What needs to be done. Within the data that follows, how many lines carry the string "Real"? Give the number alone.

··· Material provided ···

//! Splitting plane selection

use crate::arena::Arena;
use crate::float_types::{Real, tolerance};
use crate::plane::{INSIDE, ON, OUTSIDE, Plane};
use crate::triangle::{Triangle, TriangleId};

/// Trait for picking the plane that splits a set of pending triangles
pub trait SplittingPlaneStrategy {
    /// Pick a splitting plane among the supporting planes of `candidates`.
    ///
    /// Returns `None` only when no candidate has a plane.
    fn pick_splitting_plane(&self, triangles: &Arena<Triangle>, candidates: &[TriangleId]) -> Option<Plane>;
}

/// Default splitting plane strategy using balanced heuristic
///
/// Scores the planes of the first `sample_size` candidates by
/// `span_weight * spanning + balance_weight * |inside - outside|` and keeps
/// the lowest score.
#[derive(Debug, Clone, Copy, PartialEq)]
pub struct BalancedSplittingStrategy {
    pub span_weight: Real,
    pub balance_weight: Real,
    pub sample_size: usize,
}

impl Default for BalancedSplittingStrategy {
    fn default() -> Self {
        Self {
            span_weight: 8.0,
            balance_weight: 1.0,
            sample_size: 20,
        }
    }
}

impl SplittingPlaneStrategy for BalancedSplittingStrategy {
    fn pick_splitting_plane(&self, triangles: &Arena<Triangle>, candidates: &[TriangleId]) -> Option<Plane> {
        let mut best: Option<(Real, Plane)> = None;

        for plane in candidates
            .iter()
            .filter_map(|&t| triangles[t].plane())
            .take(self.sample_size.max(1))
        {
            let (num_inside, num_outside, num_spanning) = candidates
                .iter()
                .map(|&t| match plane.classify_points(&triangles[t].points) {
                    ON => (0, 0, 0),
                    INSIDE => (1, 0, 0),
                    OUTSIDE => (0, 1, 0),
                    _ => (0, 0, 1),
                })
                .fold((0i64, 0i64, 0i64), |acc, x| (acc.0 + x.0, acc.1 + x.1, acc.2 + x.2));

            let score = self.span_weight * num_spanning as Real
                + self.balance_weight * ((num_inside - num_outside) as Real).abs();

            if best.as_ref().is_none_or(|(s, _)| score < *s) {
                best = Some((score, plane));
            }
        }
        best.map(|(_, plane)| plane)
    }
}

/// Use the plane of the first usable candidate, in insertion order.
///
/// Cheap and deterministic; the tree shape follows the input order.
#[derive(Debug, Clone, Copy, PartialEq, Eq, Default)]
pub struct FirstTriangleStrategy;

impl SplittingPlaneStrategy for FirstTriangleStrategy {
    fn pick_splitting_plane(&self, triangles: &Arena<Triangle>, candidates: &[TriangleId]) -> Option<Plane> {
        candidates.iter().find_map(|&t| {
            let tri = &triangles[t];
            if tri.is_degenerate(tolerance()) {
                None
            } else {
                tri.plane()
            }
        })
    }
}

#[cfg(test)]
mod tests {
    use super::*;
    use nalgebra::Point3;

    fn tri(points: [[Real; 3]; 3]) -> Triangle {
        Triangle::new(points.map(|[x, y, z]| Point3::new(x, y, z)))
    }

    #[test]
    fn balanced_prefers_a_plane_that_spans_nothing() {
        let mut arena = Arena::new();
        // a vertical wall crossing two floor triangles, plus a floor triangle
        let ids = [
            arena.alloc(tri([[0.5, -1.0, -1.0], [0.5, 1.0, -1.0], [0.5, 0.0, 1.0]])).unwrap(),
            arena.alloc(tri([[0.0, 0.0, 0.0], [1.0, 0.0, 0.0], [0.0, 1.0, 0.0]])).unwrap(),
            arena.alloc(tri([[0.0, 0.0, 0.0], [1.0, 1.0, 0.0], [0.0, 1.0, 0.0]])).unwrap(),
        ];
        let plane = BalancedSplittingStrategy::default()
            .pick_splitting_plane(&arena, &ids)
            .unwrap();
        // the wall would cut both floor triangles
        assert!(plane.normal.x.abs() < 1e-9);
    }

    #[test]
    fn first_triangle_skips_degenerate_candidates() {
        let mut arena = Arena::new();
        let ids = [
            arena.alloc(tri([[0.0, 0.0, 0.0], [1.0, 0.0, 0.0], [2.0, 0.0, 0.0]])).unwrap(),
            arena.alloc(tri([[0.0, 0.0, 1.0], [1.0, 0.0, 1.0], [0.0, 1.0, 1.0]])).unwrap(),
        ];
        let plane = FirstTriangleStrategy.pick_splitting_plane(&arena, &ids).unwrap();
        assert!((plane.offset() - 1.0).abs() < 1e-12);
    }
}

···

Answer area. 7